Dear College of Science Faculty and Staff,
If you have a penchant to build your own house, here’s an 800 page book that will guide you through. To build something larger, say EXP, that we are joyfully watching rise on Columbus Ave, you will need expert input, a lot of money and detailed plans. The largest construction project underway on planet Earth may be ITER, a massive fusion reactor in France, that will produce net energy, projected for completion in 2025. Plans for ITER likely run ten thousand pages, and include thousands of expert workers, $25+ billion and 35 countries.
But actually, ITER is not the most complex engineering project around. No. So what is? Look in the mirror! It’s you! Building a person is way more complex than any human-made construction. And there is no crew to hire, no book of plans to purchase. Rather, people get built all the time, quickly, perfectly and at pretty low cost, raising the question of how the hugely successful Construction Industry of Life works so effectively.
To answer this, a few years ago, I started a course called Building with Cells, that was a fantastic experience for both students and professor. Students began by comparing building a house and building a person. Here’s some of their list.
THEY ARE BUILT OF BRICKS. Well, bricks for the house, and something analogous – cells – for the person.
LOTS OF BRICKS. For the house, you buy a pile of bricks. For the person, it is quite different, there is just one very powerful starter cell, that makes more and more and more – reaching the 100 trillion cells that are you. No purchase needed.
A BRICK IS A BRICK. Every brick is about the same, but cells come in hundreds of different kinds that do various, important things, like being your nerves, skin or blood. And all came from that one starter cell. Mind boggling.
THE BRICKS ARE JOINED TOGETHER. Bricks are cemented forever in place. But cells stick together using special glues and clamps that they make themselves! The glues and clamps can change or disappear, so that cell groups can break apart and rebuild something new. It’s a dynamic and brilliant construction strategy.
THEY HAVE ROOMS. In a house, rooms are basically boxes, with different purposes. Your organs are the rooms of the body, built by cells. But organs are wildly different in shape, in structures and in their purposes, definitely not a series of boxes.
BRICKS ARE VERY QUIET. Very true. In contrast, cells are constantly having conversations. Cells send signals to each other and are influencers, that can totally transform their neighbors!
BRICKS STAY STILL. Yes. Cells, on the other hand, are on the go! They move alone or with friends, meeting up to build organs, repair worn parts, defend you or zip around carrying stuff.
THERE ARE PLANS INVOLVED. Architectural plans for the house, a genetic code for the person. But genetic code is not a book of plans, it’s more like a set of Ikea instructions. You start at the beginning and each step automatically leads to the next. We are far from being able to write all instructions to build a human – we know only bits, like important genes and signals.
THINGS NEED FIXING. Constantly. For the house, you do it yourself or hire someone. But for the person, scheduled maintenance is built in! Cells die and new ones replace them, so quickly, you don’t notice. And apart from our brain, our bodies become new every two or three years. Wow!

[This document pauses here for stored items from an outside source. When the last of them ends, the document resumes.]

//! CLI configuration
//!
//! Merges command-line options over an optional TOML cache configuration
//! file.

use std::path::PathBuf;

use crate::cache::config::CacheConfig;
use crate::cli::errors::CliResult;
use crate::cli::output::OutputFormat;

/// Options gathered from the command line
#[derive(Debug, Clone, Default)]
pub struct CliConfig {
    /// TOML file holding a [`CacheConfig`]
    pub config_file: Option<PathBuf>,
    /// Overrides `storage_root` from the file
    pub storage_root: Option<PathBuf>,
    /// Overrides `diagnostics.diagnostics_dir` from the file
    pub diagnostics_dir: Option<PathBuf>,
    /// Output format
    pub output_format: OutputFormat,
    /// Verbosity level
    pub verbose: u8,
    /// Quiet mode
    pub quiet: bool,
}

impl CliConfig {
    /// Build the cache configuration for one CLI invocation.
    ///
    /// The worker is never started; each command closes the cache, which
    /// flushes anything still pending.
    pub fn cache_config(&self) -> CliResult<CacheConfig> {
        let mut config = match &self.config_file {
            Some(path) => CacheConfig::from_toml_file(path)?,
            None => CacheConfig::default(),
        };

        if let Some(root) = &self.storage_root {
            config.storage_root = root.clone();
        }
        if let Some(dir) = &self.diagnostics_dir {
            config.diagnostics.diagnostics_dir = Some(dir.clone());
        }
        config.worker.start_on_build = false;

        config.validate()?;
        Ok(config)
    }

    /// Log level implied by `-v` flags and quiet mode
    pub fn log_level(&self) -> log::LevelFilter {
        if self.quiet {
            return log::LevelFilter::Error;
        }
        match self.verbose {
            0 => log::LevelFilter::Warn,
            1 => log::LevelFilter::Info,
            2 => log::LevelFilter::Debug,
            _ => log::LevelFilter::Trace,
        }
    }
}

#[cfg(test)]
mod tests {
    use super::*;
    use tempfile::TempDir;

    #[test]
    fn command_line_overrides_file() {
        let dir = TempDir::new().unwrap();
        let file = dir.path().join("membank.toml");
        std::fs::write(
            &file,
            "storage_root = \"/srv/memory\"\nlarge_update_threshold_bytes = 512\n",
        )
        .unwrap();

        let cli = CliConfig {
            config_file: Some(file),
            storage_root: Some(dir.path().join("override")),
            ..CliConfig::default()
        };
        let config = cli.cache_config().unwrap();
        assert_eq!(config.storage_root, dir.path().join("override"));
        assert_eq!(config.large_update_threshold_bytes, 512);
        assert!(!config.worker.start_on_build);
    }

    #[test]
    fn bad_file_is_a_config_error() {
        let dir = TempDir::new().unwrap();
        let file = dir.path().join("membank.toml");
        std::fs::write(&file, "[worker]\nsync_interval_secs = 0\n").unwrap();

        let cli = CliConfig {
            config_file: Some(file),
            ..CliConfig::default()
        };
        assert!(matches!(
            cli.cache_config(),
            Err(crate::cli::CliError::ConfigError(_))
        ));
    }

    #[test]
    fn verbosity_maps_to_levels() {
        let mut cli = CliConfig::default();
        assert_eq!(cli.log_level(), log::LevelFilter::Warn);
        cli.verbose = 2;
        assert_eq!(cli.log_level(), log::LevelFilter::Debug);
        cli.quiet = true;
        assert_eq!(cli.log_level(), log::LevelFilter::Error);
    }
}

In our Building with Cells course, the students went on to learn how you can use cells or cell components to repair damaged organs, cure disease, as sensors, or for data storage. I think there are no limits to the possibilities of building with cells and their associated parts.
Many of us in the College of Science and at Northeastern are in the Construction Industry of Life. Faculty and trainees are uncovering how Life is put together; how processes go wrong in disease or development; and how to build with cellular components – materials, medicines, tissues, helpful stem cells that can repair diseased or injured organs. Erin Cram, our Associate Dean for Research reckons there are approaching one hundred research groups at Northeastern University in the business, anyone working with embryos, tissues, cells, cell biology, movement, signaling, genes, gene regulation, gene products, biochemistry, molecular biology, modeling and more. The research is fantastic, the opportunities endless, only bounded by our creativity. This is the power of Building with Cells.
Please take care in the projected snowstorm tomorrow. I hope you stay safe and cozy!